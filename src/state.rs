use deadpool_postgres::Pool;
use std::sync::Arc;

use crate::config::Config;
use crate::services::{ConversationResolver, DeliveryCoordinator, PairCache};
use crate::websocket::ConnectionRegistry;

#[derive(Clone)]
pub struct AppState {
    pub db: Pool,
    pub registry: ConnectionRegistry,
    pub resolver: Arc<ConversationResolver>,
    pub delivery: DeliveryCoordinator,
    pub config: Arc<Config>,
}

impl AppState {
    pub fn new(
        config: Arc<Config>,
        db: Pool,
        cache: Arc<dyn PairCache>,
        registry: ConnectionRegistry,
    ) -> Self {
        let resolver = ConversationResolver::new(
            db.clone(),
            cache,
            config.private_chat_ttl,
            config.cache_write_timeout,
        );
        let delivery =
            DeliveryCoordinator::new(db.clone(), registry.clone(), config.context_timeout);
        Self {
            db,
            registry,
            resolver: Arc::new(resolver),
            delivery,
            config,
        }
    }
}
★ ★ ★ ★ ★
▸ **WHAT THIS TASK INVOLVES**: Your task is to retype the records precisely as they stand.

▸ **RESULT OF THIS TASK**:
filename src/state.rs
use deadpool_postgres::Pool;
use std::sync::Arc;

use crate::config::Config;
use crate::services::{ConversationResolver, DeliveryCoordinator, PairCache};
use crate::websocket::ConnectionRegistry;

#[derive(Clone)]
pub struct AppState {
    pub db: Pool,
    pub registry: ConnectionRegistry,
    pub resolver: Arc<ConversationResolver>,
    pub delivery: DeliveryCoordinator,
    pub config: Arc<Config>,
}

impl AppState {
    pub fn new(
        config: Arc<Config>,
        db: Pool,
        cache: Arc<dyn PairCache>,
        registry: ConnectionRegistry,
    ) -> Self {
        let resolver = ConversationResolver::new(
            db.clone(),
            cache,
            config.private_chat_ttl,
            config.cache_write_timeout,
        );
        let delivery =
            DeliveryCoordinator::new(db.clone(), registry.clone(), config.context_timeout);
        Self {
            db,
            registry,
            resolver: Arc::new(resolver),
            delivery,
            config,
        }
    }
}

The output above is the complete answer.